Al utilizar un estilo neutro, o no estilo, como el de los carteles publicitarios que realizó al margen de la pintura para ganarse la vida, el artista prefigura algunas de las estrategias utilizadas en el vértice final de la modernidad, ya en los sesenta, cuando la autoría y la identidad artística se diluían en pos de la obsesión objetiva. Resulta sintomático que afirmara que era "incapaz de pintar sin tener la imagen plenamente fijada en la mente". Cuando leemos las proclamas conceptuales de Lawrence Weiner sobre la necesidad o no de "fabricar" la obra de arte es fácil escuchar el eco de Magritte. El dilema de la representación se instauró pronto entre los intereses centrales del artista. En 1929 pintó cuadros como Le miroir magique y escribió Les mots et les images, un tratado indispensable en el que concluía que las ideas, las imágenes y las palabras eran diferentes soluciones derivadas de un mismo problema: el pensamiento. Tanto daban unas y otras, su orden o su sola presencia, pues todas permanecerían siempre ligadas al acervo mental. Más de veinte años después, en 1953, el artista dijo que sus pinturas no podían reducirse a un significado pues eran significado en sí mismas. Le miroir magique, muestra un espejo que no refleja una imagen sino las palabras "Cuerpo humano", y frente a este espejo textual se advierte el origen de muchas lucubraciones posteriores fundadas en la exploración del lenguaje, visibles, entre otras, en la obra de Jospeh Kosuth o en la de Luis Camnitzer. ¿Cómo no acordarse de aquella obra ya mítica del uruguayo, realizada en 1966, Esto es un espejo. Usted es una frase escrita?

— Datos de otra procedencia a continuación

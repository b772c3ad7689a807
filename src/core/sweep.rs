use crate::core::redistribute::RedistributeLogic;
use crate::db::log::audit_quiet;
use crate::db::pool::DbPool;
use crate::db::schedule::schedules_at;
use crate::db::signin::load_status;
use crate::errors::AppResult;
use crate::models::outcome::SweepReport;
use crate::utils::clock::Clock;
use chrono::{Duration, NaiveDateTime, Timelike};
use std::collections::HashSet;

/// Compares this hour's schedule with today's sign-ins and redistributes the
/// work of everyone scheduled but not signed in.
pub struct SweepLogic;

/// The next instant that is a whole multiple of `interval_minutes` past
/// midnight, strictly after `now`. An interval of 60 gives the next hour
/// boundary.
pub fn next_boundary(now: NaiveDateTime, interval_minutes: u64) -> NaiveDateTime {
    let interval = interval_minutes.clamp(1, 24 * 60) as i64;
    let midnight = now.date().and_hms_opt(0, 0, 0).unwrap_or(now);
    let elapsed = (now - midnight).num_minutes();
    let next = (elapsed / interval + 1) * interval;
    midnight + Duration::minutes(next)
}

impl SweepLogic {
    pub fn run(pool: &mut DbPool, clock: &dyn Clock) -> AppResult<SweepReport> {
        let now = clock.now();
        let hour = now.hour();
        let today = now.date();

        let entries = schedules_at(&pool.conn, hour)?;

        // Each absent employee is redistributed once per pass, however many
        // of their entries cover this hour.
        let mut seen = HashSet::new();
        let mut absent = Vec::new();
        for entry in &entries {
            if !seen.insert(entry.assigned_to.as_str()) {
                continue;
            }
            let signed_in = load_status(&pool.conn, &entry.assigned_to, &today)?
                .is_some_and(|s| s.is_signed_in);
            if !signed_in {
                absent.push(entry.assigned_to.clone());
            }
        }

        let mut report = SweepReport {
            hour,
            scheduled_entries: entries.len(),
            absent_employees: absent.clone(),
            ..Default::default()
        };

        for employee_id in absent {
            match RedistributeLogic::apply(pool, clock, &employee_id) {
                Ok(outcome) if outcome.success => report.redistributed += 1,
                Ok(outcome) => report.failed.push((employee_id, outcome.message)),
                Err(e) => {
                    audit_quiet(
                        &pool.conn,
                        &clock.now(),
                        "redistribute_error",
                        &employee_id,
                        &e.to_string(),
                    );
                    report.failed.push((employee_id, e.to_string()));
                }
            }
        }

        audit_quiet(
            &pool.conn,
            &clock.now(),
            "sweep",
            &format!("{:02}:00", hour),
            &format!(
                "{} entries, {} absent, {} redistributed, {} failed",
                report.scheduled_entries,
                report.absent_employees.len(),
                report.redistributed,
                report.failed.len()
            ),
        );

        Ok(report)
    }

    /// Operator-triggered pass; same work as the hourly one.
    pub fn manual(pool: &mut DbPool, clock: &dyn Clock) -> AppResult<SweepReport> {
        audit_quiet(
            &pool.conn,
            &clock.now(),
            "manual_sweep",
            "",
            "Manual redistribution requested",
        );
        Self::run(pool, clock)
    }
}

Muchos de los grandes temas de Magritte tuvieron su génesis cuando aún no había cumplido 30 años, pero los desarrolló en profundidad durante toda su vida. Sus extraordinarios collages con partituras musicales, los estudios sobre realidad e ilusionismo que se reúnen en torno a la serie de La condition humaine, o la enigmática simultaneidad de lo diurno y lo nocturno de L'Empire des Lumières... Al final de su vida, cuando ya se le había devuelto el prestigio que le fue robado en París tras su desaire a Breton en 1929 y su carrera gozaba de la legitimación de los museos americanos, la obra de Magritte consolida su interés por la distorsión de escalas, ya introducida en los treinta, con elementos gigantes como manzanas o rosas que atestan espacios cerrados. Desde ahí, el camino para los artistas pop no tenía pérdida. Tampoco para buena parte de la figuración española de los noventa, la alojada en esa valencia metafísica que encontró en De Chirico lo que también vio Magritte: "el lugar en el que se reconocen -diría en 1938- la soledad y el silencio del mundo".